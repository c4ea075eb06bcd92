//! Query filter and its normalization.

use std::collections::BTreeMap;

use chrono::{DateTime, NaiveDate, Utc};
use chrono_tz::Tz;
use regex::Regex;
use serde::{Deserialize, Serialize};

use crate::error::{Error, Result};
use crate::limits::MAX_FILTER_VALUES;

/// Device class filter.
#[derive(Debug, Clone, Copy, PartialEq, Eq, Serialize, Deserialize)]
#[serde(rename_all = "lowercase")]
pub enum Platform {
    Desktop,
    Mobile,
    Unknown,
}

/// Sort direction.
#[derive(Debug, Clone, Copy, Default, PartialEq, Eq, Hash, Serialize, Deserialize)]
#[serde(rename_all = "lowercase")]
pub enum Direction {
    #[default]
    Asc,
    Desc,
}

impl Direction {
    pub fn as_sql(&self) -> &'static str {
        match self {
            Self::Asc => "ASC",
            Self::Desc => "DESC",
        }
    }
}

/// Explicit sort on a selected field.
#[derive(Debug, Clone, PartialEq, Eq, Serialize, Deserialize)]
pub struct Sort {
    pub field: String,
    #[serde(default)]
    pub direction: Direction,
}

/// Case-insensitive substring search on a dimension field.
#[derive(Debug, Clone, PartialEq, Eq, Serialize, Deserialize)]
pub struct Search {
    pub field: String,
    pub needle: String,
}

/// Statistics filter. Every multi-valued option accepts a `!` prefix on a
/// value to exclude it instead.
#[derive(Debug, Clone, PartialEq, Serialize, Deserialize)]
#[serde(default)]
pub struct Filter {
    pub client_id: u64,
    pub start: Option<NaiveDate>,
    pub end: Option<NaiveDate>,
    pub timezone: Tz,
    pub path: Vec<String>,
    pub entry_path: Vec<String>,
    pub exit_path: Vec<String>,
    /// Regular expressions matched against the path, combined with OR.
    pub path_pattern: Vec<String>,
    pub language: Vec<String>,
    pub country: Vec<String>,
    pub city: Vec<String>,
    pub referrer: Vec<String>,
    pub referrer_name: Vec<String>,
    pub os: Vec<String>,
    pub os_version: Vec<String>,
    pub browser: Vec<String>,
    pub browser_version: Vec<String>,
    pub platform: Option<Platform>,
    pub screen_class: Vec<String>,
    pub screen_width: Vec<String>,
    pub screen_height: Vec<String>,
    pub utm_source: Vec<String>,
    pub utm_medium: Vec<String>,
    pub utm_campaign: Vec<String>,
    pub utm_content: Vec<String>,
    pub utm_term: Vec<String>,
    pub event_name: Vec<String>,
    pub event_meta_key: Vec<String>,
    pub event_meta: BTreeMap<String, String>,
    pub search: Vec<Search>,
    pub sort: Vec<Sort>,
    pub offset: u32,
    pub limit: u32,
    pub include_title: bool,
    pub include_time_on_page: bool,
    /// Adds the average time on page to the visitor totals.
    pub include_avg_time_on_page: bool,
    /// Sessions with this many fast hits or more are excluded. Zero disables.
    pub min_is_bot: u8,
    /// Exact lower time bound replacing the day range (active visitors).
    #[serde(skip)]
    pub from: Option<DateTime<Utc>>,
}

impl Default for Filter {
    fn default() -> Self {
        Self {
            client_id: 0,
            start: None,
            end: None,
            timezone: Tz::UTC,
            path: Vec::new(),
            entry_path: Vec::new(),
            exit_path: Vec::new(),
            path_pattern: Vec::new(),
            language: Vec::new(),
            country: Vec::new(),
            city: Vec::new(),
            referrer: Vec::new(),
            referrer_name: Vec::new(),
            os: Vec::new(),
            os_version: Vec::new(),
            browser: Vec::new(),
            browser_version: Vec::new(),
            platform: None,
            screen_class: Vec::new(),
            screen_width: Vec::new(),
            screen_height: Vec::new(),
            utm_source: Vec::new(),
            utm_medium: Vec::new(),
            utm_campaign: Vec::new(),
            utm_content: Vec::new(),
            utm_term: Vec::new(),
            event_name: Vec::new(),
            event_meta_key: Vec::new(),
            event_meta: BTreeMap::new(),
            search: Vec::new(),
            sort: Vec::new(),
            offset: 0,
            limit: 0,
            include_title: false,
            include_time_on_page: false,
            include_avg_time_on_page: false,
            min_is_bot: 0,
            from: None,
        }
    }
}

impl Filter {
    pub fn new(client_id: u64) -> Self {
        Self {
            client_id,
            ..Default::default()
        }
    }

    /// Sets the day range.
    pub fn between(mut self, start: NaiveDate, end: NaiveDate) -> Self {
        self.start = Some(start);
        self.end = Some(end);
        self
    }

    /// Returns a validated copy with defaults applied, using the current time.
    pub fn normalized(&self) -> Result<Filter> {
        self.normalized_at(Utc::now())
    }

    /// Returns a validated copy with defaults applied:
    /// empty values dropped, missing dates set to today in the filter's
    /// timezone, and a reversed range swapped.
    pub fn normalized_at(&self, now: DateTime<Utc>) -> Result<Filter> {
        let mut f = self.clone();
        let today = now.with_timezone(&f.timezone).date_naive();
        let start = f.start.unwrap_or(today);
        let end = f.end.unwrap_or(today);
        let (start, end) = if start > end { (end, start) } else { (start, end) };
        f.start = Some(start);
        f.end = Some(end);

        for values in f.multi_values_mut() {
            values.retain(|v| !v.trim().is_empty() && v.trim() != "!");
            if values.len() > MAX_FILTER_VALUES {
                return Err(Error::config(format!(
                    "filter accepts at most {} values per option",
                    MAX_FILTER_VALUES
                )));
            }
        }
        f.event_meta.retain(|k, _| !k.is_empty());
        f.search.retain(|s| !s.field.is_empty() && !s.needle.is_empty());

        for pattern in &f.path_pattern {
            Regex::new(pattern.strip_prefix('!').unwrap_or(pattern))
                .map_err(|e| Error::config(format!("invalid path pattern {:?}: {}", pattern, e)))?;
        }
        for (option, values) in [("screen_width", &f.screen_width), ("screen_height", &f.screen_height)] {
            for v in values {
                v.trim_start_matches('!')
                    .parse::<u16>()
                    .map_err(|_| Error::config(format!("{} must be numeric, got {:?}", option, v)))?;
            }
        }

        Ok(f)
    }

    fn multi_values_mut(&mut self) -> [&mut Vec<String>; 23] {
        [
            &mut self.path,
            &mut self.entry_path,
            &mut self.exit_path,
            &mut self.path_pattern,
            &mut self.language,
            &mut self.country,
            &mut self.city,
            &mut self.referrer,
            &mut self.referrer_name,
            &mut self.os,
            &mut self.os_version,
            &mut self.browser,
            &mut self.browser_version,
            &mut self.screen_class,
            &mut self.screen_width,
            &mut self.screen_height,
            &mut self.utm_source,
            &mut self.utm_medium,
            &mut self.utm_campaign,
            &mut self.utm_content,
            &mut self.utm_term,
            &mut self.event_name,
            &mut self.event_meta_key,
        ]
    }

    /// Whether an entry or exit page constraint is set.
    pub fn has_entry_exit(&self) -> bool {
        !self.entry_path.is_empty() || !self.exit_path.is_empty()
    }

    /// Whether any event constraint is set.
    pub fn has_event_filter(&self) -> bool {
        !self.event_name.is_empty() || !self.event_meta_key.is_empty() || !self.event_meta.is_empty()
    }

    /// Whether a page path constraint is set.
    pub fn has_path_filter(&self) -> bool {
        !self.path.is_empty() || !self.path_pattern.is_empty()
    }
}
= = = = =
• Exercise instructions
Please copy each entry. Leave nothing out.

• Answer
repository c4ea075eb06bcd92
//! Query filter and its normalization.

use std::collections::BTreeMap;

use chrono::{DateTime, NaiveDate, Utc};
use chrono_tz::Tz;
use regex::Regex;
use serde::{Deserialize, Serialize};

use crate::error::{Error, Result};
use crate::limits::MAX_FILTER_VALUES;

/// Device class filter.
#[derive(Debug, Clone, Copy, PartialEq, Eq, Serialize, Deserialize)]
#[serde(rename_all = "lowercase")]
pub enum Platform {
    Desktop,
    Mobile,
    Unknown,
}

/// Sort direction.
#[derive(Debug, Clone, Copy, Default, PartialEq, Eq, Hash, Serialize, Deserialize)]
#[serde(rename_all = "lowercase")]
pub enum Direction {
    #[default]
    Asc,
    Desc,
}

impl Direction {
    pub fn as_sql(&self) -> &'static str {
        match self {
            Self::Asc => "ASC",
            Self::Desc => "DESC",
        }
    }
}

/// Explicit sort on a selected field.
#[derive(Debug, Clone, PartialEq, Eq, Serialize, Deserialize)]
pub struct Sort {
    pub field: String,
    #[serde(default)]
    pub direction: Direction,
}

/// Case-insensitive substring search on a dimension field.
#[derive(Debug, Clone, PartialEq, Eq, Serialize, Deserialize)]
pub struct Search {
    pub field: String,
    pub needle: String,
}

/// Statistics filter. Every multi-valued option accepts a `!` prefix on a
/// value to exclude it instead.
#[derive(Debug, Clone, PartialEq, Serialize, Deserialize)]
#[serde(default)]
pub struct Filter {
    pub client_id: u64,
    pub start: Option<NaiveDate>,
    pub end: Option<NaiveDate>,
    pub timezone: Tz,
    pub path: Vec<String>,
    pub entry_path: Vec<String>,
    pub exit_path: Vec<String>,
    /// Regular expressions matched against the path, combined with OR.
    pub path_pattern: Vec<String>,
    pub language: Vec<String>,
    pub country: Vec<String>,
    pub city: Vec<String>,
    pub referrer: Vec<String>,
    pub referrer_name: Vec<String>,
    pub os: Vec<String>,
    pub os_version: Vec<String>,
    pub browser: Vec<String>,
    pub browser_version: Vec<String>,
    pub platform: Option<Platform>,
    pub screen_class: Vec<String>,
    pub screen_width: Vec<String>,
    pub screen_height: Vec<String>,
    pub utm_source: Vec<String>,
    pub utm_medium: Vec<String>,
    pub utm_campaign: Vec<String>,
    pub utm_content: Vec<String>,
    pub utm_term: Vec<String>,
    pub event_name: Vec<String>,
    pub event_meta_key: Vec<String>,
    pub event_meta: BTreeMap<String, String>,
    pub search: Vec<Search>,
    pub sort: Vec<Sort>,
    pub offset: u32,
    pub limit: u32,
    pub include_title: bool,
    pub include_time_on_page: bool,
    /// Adds the average time on page to the visitor totals.
    pub include_avg_time_on_page: bool,
    /// Sessions with this many fast hits or more are excluded. Zero disables.
    pub min_is_bot: u8,
    /// Exact lower time bound replacing the day range (active visitors).
    #[serde(skip)]
    pub from: Option<DateTime<Utc>>,
}

impl Default for Filter {
    fn default() -> Self {
        Self {
            client_id: 0,
            start: None,
            end: None,
            timezone: Tz::UTC,
            path: Vec::new(),
            entry_path: Vec::new(),
            exit_path: Vec::new(),
            path_pattern: Vec::new(),
            language: Vec::new(),
            country: Vec::new(),
            city: Vec::new(),
            referrer: Vec::new(),
            referrer_name: Vec::new(),
            os: Vec::new(),
            os_version: Vec::new(),
            browser: Vec::new(),
            browser_version: Vec::new(),
            platform: None,
            screen_class: Vec::new(),
            screen_width: Vec::new(),
            screen_height: Vec::new(),
            utm_source: Vec::new(),
            utm_medium: Vec::new(),
            utm_campaign: Vec::new(),
            utm_content: Vec::new(),
            utm_term: Vec::new(),
            event_name: Vec::new(),
            event_meta_key: Vec::new(),
            event_meta: BTreeMap::new(),
            search: Vec::new(),
            sort: Vec::new(),
            offset: 0,
            limit: 0,
            include_title: false,
            include_time_on_page: false,
            include_avg_time_on_page: false,
            min_is_bot: 0,
            from: None,
        }
    }
}

impl Filter {
    pub fn new(client_id: u64) -> Self {
        Self {
            client_id,
            ..Default::default()
        }
    }

    /// Sets the day range.
    pub fn between(mut self, start: NaiveDate, end: NaiveDate) -> Self {
        self.start = Some(start);
        self.end = Some(end);
        self
    }

    /// Returns a validated copy with defaults applied, using the current time.
    pub fn normalized(&self) -> Result<Filter> {
        self.normalized_at(Utc::now())
    }

    /// Returns a validated copy with defaults applied:
    /// empty values dropped, missing dates set to today in the filter's
    /// timezone, and a reversed range swapped.
    pub fn normalized_at(&self, now: DateTime<Utc>) -> Result<Filter> {
        let mut f = self.clone();
        let today = now.with_timezone(&f.timezone).date_naive();
        let start = f.start.unwrap_or(today);
        let end = f.end.unwrap_or(today);
        let (start, end) = if start > end { (end, start) } else { (start, end) };
        f.start = Some(start);
        f.end = Some(end);

        for values in f.multi_values_mut() {
            values.retain(|v| !v.trim().is_empty() && v.trim() != "!");
            if values.len() > MAX_FILTER_VALUES {
                return Err(Error::config(format!(
                    "filter accepts at most {} values per option",
                    MAX_FILTER_VALUES
                )));
            }
        }
        f.event_meta.retain(|k, _| !k.is_empty());
        f.search.retain(|s| !s.field.is_empty() && !s.needle.is_empty());

        for pattern in &f.path_pattern {
            Regex::new(pattern.strip_prefix('!').unwrap_or(pattern))
                .map_err(|e| Error::config(format!("invalid path pattern {:?}: {}", pattern, e)))?;
        }
        for (option, values) in [("screen_width", &f.screen_width), ("screen_height", &f.screen_height)] {
            for v in values {
                v.trim_start_matches('!')
                    .parse::<u16>()
                    .map_err(|_| Error::config(format!("{} must be numeric, got {:?}", option, v)))?;
            }
        }

        Ok(f)
    }

    fn multi_values_mut(&mut self) -> [&mut Vec<String>; 23] {
        [
            &mut self.path,
            &mut self.entry_path,
            &mut self.exit_path,
            &mut self.path_pattern,
            &mut self.language,
            &mut self.country,
            &mut self.city,
            &mut self.referrer,
            &mut self.referrer_name,
            &mut self.os,
            &mut self.os_version,
            &mut self.browser,
            &mut self.browser_version,
            &mut self.screen_class,
            &mut self.screen_width,
            &mut self.screen_height,
            &mut self.utm_source,
            &mut self.utm_medium,
            &mut self.utm_campaign,
            &mut self.utm_content,
            &mut self.utm_term,
            &mut self.event_name,
            &mut self.event_meta_key,
        ]
    }

    /// Whether an entry or exit page constraint is set.
    pub fn has_entry_exit(&self) -> bool {
        !self.entry_path.is_empty() || !self.exit_path.is_empty()
    }

    /// Whether any event constraint is set.
    pub fn has_event_filter(&self) -> bool {
        !self.event_name.is_empty() || !self.event_meta_key.is_empty() || !self.event_meta.is_empty()
    }

    /// Whether a page path constraint is set.
    pub fn has_path_filter(&self) -> bool {
        !self.path.is_empty() || !self.path_pattern.is_empty()
    }
}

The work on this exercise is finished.